• [What you should do] Somewhere below is a line with "the DAT lines" and, later, a line with "Card contents of"; repeat those two lines and all the lines between them, exactly as they are.

• [Supplied data]
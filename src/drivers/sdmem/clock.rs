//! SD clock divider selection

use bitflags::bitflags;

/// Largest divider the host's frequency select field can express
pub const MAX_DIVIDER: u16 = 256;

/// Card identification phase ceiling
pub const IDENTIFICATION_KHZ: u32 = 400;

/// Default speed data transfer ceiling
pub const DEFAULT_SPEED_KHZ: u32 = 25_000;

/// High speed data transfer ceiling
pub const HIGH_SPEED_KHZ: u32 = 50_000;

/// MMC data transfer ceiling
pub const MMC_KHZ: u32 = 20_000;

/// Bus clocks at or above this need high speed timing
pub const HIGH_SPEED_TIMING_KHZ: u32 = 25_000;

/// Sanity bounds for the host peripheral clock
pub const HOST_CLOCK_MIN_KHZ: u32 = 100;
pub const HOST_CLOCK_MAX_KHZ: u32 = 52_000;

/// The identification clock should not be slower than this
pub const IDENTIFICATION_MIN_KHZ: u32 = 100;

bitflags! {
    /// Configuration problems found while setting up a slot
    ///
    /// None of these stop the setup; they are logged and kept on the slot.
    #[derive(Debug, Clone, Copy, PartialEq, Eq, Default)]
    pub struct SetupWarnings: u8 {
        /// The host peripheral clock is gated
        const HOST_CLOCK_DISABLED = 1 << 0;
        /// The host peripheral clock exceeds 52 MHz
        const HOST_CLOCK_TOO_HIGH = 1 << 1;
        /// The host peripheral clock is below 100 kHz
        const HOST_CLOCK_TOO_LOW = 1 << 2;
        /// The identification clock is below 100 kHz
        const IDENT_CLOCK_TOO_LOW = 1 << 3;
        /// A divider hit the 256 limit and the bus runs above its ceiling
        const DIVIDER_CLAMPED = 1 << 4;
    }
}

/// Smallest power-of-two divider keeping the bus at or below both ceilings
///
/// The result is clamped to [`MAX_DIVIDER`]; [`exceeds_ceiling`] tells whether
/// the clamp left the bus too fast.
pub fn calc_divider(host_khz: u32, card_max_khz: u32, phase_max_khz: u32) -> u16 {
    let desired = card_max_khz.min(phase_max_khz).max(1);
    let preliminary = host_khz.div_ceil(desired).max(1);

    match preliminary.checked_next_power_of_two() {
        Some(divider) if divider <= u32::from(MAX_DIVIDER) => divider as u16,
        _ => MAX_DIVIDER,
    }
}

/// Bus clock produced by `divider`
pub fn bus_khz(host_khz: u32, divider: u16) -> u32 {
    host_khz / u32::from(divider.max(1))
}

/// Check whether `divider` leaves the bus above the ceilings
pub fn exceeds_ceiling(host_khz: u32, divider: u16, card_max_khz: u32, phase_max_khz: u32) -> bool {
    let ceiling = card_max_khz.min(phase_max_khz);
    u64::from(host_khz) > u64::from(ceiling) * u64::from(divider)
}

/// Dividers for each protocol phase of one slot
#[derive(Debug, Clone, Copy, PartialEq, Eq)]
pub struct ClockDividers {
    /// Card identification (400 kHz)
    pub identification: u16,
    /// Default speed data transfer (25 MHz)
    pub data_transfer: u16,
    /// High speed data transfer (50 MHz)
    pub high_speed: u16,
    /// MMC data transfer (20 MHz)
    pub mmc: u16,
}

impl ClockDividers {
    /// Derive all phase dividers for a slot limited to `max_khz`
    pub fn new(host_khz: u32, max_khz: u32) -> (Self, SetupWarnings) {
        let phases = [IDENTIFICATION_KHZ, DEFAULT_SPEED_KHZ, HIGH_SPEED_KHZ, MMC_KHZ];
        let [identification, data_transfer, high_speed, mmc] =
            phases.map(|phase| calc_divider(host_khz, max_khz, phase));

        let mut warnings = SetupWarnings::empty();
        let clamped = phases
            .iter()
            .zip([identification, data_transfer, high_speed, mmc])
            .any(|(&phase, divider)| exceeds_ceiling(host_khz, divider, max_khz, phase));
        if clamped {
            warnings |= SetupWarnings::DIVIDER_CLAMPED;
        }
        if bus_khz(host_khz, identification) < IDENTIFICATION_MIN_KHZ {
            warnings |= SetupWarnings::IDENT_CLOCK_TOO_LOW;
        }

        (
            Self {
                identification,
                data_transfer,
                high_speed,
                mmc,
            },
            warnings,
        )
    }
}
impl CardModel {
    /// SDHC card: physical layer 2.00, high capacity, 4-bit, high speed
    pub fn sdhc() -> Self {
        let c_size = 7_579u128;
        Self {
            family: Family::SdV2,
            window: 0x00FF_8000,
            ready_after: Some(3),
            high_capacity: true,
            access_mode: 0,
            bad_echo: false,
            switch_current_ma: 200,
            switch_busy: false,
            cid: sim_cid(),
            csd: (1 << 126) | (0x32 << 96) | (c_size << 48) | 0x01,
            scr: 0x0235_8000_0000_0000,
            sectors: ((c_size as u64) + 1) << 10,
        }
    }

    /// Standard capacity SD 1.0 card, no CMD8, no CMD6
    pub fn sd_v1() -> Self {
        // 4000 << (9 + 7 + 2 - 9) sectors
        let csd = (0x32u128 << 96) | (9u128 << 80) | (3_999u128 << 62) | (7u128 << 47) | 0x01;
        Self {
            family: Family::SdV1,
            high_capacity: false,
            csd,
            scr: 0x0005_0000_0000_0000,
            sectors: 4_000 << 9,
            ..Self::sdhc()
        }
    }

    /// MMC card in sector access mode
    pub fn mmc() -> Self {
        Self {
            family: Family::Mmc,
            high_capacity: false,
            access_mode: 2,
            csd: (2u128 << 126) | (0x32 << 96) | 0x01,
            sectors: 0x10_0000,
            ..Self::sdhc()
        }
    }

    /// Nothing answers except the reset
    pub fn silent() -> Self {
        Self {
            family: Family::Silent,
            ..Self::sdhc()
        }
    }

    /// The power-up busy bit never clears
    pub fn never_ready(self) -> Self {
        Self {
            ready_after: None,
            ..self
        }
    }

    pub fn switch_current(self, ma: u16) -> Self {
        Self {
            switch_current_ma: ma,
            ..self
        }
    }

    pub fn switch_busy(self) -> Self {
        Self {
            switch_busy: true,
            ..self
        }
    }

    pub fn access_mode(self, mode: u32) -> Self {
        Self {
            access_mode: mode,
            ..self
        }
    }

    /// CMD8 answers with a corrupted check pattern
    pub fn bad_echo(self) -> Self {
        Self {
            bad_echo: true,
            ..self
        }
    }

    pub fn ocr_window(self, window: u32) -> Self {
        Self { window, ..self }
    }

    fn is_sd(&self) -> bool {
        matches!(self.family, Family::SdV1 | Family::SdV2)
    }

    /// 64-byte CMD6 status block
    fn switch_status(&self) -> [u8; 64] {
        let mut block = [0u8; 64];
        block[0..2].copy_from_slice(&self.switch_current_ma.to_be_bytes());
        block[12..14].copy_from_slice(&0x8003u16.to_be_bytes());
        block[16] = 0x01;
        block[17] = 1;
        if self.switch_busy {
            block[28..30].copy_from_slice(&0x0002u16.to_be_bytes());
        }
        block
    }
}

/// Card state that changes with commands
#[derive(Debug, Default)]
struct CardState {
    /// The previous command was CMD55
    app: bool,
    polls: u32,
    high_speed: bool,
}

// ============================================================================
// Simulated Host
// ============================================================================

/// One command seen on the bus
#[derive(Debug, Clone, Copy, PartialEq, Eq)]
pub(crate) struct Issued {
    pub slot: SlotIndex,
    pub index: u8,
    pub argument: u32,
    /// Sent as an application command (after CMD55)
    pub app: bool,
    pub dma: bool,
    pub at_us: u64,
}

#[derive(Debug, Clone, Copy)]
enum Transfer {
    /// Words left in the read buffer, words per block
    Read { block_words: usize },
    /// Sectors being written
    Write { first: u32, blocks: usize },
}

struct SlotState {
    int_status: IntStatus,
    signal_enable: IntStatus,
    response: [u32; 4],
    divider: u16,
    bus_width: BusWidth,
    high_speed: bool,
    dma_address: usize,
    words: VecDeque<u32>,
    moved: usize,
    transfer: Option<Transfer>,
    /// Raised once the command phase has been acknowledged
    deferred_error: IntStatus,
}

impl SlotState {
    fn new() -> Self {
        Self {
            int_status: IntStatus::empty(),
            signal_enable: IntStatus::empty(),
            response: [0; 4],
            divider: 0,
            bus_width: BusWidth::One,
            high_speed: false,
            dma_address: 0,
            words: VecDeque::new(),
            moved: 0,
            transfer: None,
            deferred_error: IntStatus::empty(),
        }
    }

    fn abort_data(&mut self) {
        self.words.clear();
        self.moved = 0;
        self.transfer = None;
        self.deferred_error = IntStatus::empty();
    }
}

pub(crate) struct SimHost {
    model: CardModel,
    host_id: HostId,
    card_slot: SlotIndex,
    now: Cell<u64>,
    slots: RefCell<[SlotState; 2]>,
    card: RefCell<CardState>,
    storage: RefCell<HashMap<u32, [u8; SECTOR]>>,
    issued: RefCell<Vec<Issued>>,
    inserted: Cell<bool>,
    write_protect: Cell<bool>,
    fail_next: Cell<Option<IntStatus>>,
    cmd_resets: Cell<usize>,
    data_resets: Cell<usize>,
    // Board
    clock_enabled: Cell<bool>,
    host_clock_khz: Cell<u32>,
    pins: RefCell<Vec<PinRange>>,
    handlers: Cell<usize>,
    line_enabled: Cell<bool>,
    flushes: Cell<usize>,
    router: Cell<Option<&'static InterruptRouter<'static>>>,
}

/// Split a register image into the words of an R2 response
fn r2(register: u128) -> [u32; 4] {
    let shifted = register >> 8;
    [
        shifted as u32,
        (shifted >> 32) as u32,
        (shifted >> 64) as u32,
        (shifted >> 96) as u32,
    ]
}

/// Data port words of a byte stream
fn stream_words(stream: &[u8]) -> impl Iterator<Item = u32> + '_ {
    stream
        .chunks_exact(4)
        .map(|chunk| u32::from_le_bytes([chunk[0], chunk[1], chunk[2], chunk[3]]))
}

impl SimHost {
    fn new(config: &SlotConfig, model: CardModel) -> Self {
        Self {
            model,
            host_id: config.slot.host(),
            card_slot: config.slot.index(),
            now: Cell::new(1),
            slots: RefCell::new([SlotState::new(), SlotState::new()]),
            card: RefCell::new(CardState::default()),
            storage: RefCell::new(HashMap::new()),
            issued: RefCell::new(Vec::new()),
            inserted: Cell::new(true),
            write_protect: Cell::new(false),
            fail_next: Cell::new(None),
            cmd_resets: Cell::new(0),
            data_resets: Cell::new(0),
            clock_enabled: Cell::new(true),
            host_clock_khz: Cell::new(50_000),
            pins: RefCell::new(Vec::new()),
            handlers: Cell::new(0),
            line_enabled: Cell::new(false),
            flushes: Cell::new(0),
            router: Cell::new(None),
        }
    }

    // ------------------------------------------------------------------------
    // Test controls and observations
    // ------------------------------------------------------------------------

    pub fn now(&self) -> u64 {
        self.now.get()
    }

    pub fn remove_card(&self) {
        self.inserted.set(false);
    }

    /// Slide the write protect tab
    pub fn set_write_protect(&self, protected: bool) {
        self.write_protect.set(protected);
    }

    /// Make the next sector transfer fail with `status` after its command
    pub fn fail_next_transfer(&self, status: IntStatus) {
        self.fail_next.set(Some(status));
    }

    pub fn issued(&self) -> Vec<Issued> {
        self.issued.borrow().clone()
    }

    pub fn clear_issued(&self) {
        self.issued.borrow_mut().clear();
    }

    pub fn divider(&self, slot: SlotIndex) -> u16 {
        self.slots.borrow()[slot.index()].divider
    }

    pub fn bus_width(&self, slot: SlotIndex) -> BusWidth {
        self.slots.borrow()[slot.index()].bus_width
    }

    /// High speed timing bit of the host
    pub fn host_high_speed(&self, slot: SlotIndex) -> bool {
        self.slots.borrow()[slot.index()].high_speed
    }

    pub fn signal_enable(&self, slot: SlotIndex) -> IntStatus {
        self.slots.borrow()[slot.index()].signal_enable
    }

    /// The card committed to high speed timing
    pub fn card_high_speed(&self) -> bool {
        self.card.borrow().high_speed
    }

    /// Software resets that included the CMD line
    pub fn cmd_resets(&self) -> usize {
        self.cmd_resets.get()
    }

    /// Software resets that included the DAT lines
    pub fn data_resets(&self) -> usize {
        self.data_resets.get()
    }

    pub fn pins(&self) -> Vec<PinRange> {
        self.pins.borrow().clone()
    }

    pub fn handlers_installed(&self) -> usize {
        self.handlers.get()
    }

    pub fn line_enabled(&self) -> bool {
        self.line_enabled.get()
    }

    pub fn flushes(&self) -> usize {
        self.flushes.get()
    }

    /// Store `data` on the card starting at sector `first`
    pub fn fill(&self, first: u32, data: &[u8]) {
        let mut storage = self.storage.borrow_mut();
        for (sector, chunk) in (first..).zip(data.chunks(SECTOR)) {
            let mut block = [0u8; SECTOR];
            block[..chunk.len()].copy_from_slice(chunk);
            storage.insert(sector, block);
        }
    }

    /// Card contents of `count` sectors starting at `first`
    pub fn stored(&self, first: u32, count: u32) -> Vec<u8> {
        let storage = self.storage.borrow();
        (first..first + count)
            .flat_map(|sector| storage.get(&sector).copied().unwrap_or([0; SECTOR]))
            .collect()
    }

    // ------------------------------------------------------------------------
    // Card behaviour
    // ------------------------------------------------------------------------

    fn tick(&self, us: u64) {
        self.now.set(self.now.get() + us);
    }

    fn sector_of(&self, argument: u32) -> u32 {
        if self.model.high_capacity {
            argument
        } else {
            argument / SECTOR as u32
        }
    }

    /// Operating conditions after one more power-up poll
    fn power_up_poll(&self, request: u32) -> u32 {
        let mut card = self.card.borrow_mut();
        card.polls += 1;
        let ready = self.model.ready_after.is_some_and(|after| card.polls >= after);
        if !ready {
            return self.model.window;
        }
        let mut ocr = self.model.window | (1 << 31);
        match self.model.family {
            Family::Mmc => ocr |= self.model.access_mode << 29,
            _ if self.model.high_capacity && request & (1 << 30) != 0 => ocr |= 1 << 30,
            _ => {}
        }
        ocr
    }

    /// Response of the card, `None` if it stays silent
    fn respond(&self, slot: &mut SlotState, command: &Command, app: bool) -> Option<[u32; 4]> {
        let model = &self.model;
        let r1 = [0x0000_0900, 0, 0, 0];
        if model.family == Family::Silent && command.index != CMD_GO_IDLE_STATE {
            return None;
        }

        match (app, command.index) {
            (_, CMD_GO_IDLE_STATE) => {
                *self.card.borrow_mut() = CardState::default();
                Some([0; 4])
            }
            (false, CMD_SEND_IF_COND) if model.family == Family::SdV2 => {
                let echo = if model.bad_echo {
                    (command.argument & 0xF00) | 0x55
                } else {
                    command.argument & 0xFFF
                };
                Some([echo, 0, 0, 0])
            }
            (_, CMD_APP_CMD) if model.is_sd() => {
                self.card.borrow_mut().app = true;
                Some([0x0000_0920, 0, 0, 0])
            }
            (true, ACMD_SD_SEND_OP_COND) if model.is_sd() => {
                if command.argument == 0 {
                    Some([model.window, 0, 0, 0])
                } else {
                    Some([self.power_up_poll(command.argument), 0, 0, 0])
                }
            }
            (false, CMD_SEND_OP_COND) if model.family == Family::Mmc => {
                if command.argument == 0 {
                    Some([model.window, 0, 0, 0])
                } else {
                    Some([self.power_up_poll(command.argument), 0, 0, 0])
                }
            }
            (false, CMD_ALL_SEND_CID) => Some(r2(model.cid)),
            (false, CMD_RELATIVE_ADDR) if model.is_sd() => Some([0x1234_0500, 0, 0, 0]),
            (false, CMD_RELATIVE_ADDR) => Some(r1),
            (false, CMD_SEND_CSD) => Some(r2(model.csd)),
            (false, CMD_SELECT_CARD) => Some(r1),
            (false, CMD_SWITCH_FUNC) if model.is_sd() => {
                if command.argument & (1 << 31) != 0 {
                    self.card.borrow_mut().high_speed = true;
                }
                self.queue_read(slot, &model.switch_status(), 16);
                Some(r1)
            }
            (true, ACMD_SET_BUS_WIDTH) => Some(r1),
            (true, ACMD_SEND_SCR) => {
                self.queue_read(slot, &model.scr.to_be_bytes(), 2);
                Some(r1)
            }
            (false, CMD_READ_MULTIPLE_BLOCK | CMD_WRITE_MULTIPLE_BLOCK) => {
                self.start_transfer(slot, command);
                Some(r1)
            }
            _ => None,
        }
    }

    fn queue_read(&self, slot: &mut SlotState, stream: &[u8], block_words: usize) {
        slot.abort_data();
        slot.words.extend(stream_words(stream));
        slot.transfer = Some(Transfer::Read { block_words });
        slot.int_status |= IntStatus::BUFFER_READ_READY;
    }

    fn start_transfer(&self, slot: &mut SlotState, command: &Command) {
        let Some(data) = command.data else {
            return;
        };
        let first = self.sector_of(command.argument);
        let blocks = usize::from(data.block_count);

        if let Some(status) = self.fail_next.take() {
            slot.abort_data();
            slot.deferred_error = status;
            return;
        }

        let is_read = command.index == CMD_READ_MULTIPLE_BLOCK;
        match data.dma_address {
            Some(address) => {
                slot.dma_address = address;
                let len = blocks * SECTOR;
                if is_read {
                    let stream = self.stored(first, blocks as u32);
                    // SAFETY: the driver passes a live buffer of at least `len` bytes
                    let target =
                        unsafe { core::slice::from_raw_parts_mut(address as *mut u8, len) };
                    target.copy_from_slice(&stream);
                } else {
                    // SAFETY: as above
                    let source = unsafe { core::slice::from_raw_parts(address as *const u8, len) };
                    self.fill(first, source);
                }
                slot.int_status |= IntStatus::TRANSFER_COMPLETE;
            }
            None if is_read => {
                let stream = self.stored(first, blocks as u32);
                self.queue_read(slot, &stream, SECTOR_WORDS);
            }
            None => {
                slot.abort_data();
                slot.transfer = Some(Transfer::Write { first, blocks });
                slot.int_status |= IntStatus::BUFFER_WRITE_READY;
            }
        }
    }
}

• [Exercise solution]
    /// Software resets that included the DAT lines
    pub fn data_resets(&self) -> usize {
        self.data_resets.get()
    }

    pub fn pins(&self) -> Vec<PinRange> {
        self.pins.borrow().clone()
    }

    pub fn handlers_installed(&self) -> usize {
        self.handlers.get()
    }

    pub fn line_enabled(&self) -> bool {
        self.line_enabled.get()
    }

    pub fn flushes(&self) -> usize {
        self.flushes.get()
    }

    /// Store `data` on the card starting at sector `first`
    pub fn fill(&self, first: u32, data: &[u8]) {
        let mut storage = self.storage.borrow_mut();
        for (sector, chunk) in (first..).zip(data.chunks(SECTOR)) {
            let mut block = [0u8; SECTOR];
            block[..chunk.len()].copy_from_slice(chunk);
            storage.insert(sector, block);
        }
    }

    /// Card contents of `count` sectors starting at `first`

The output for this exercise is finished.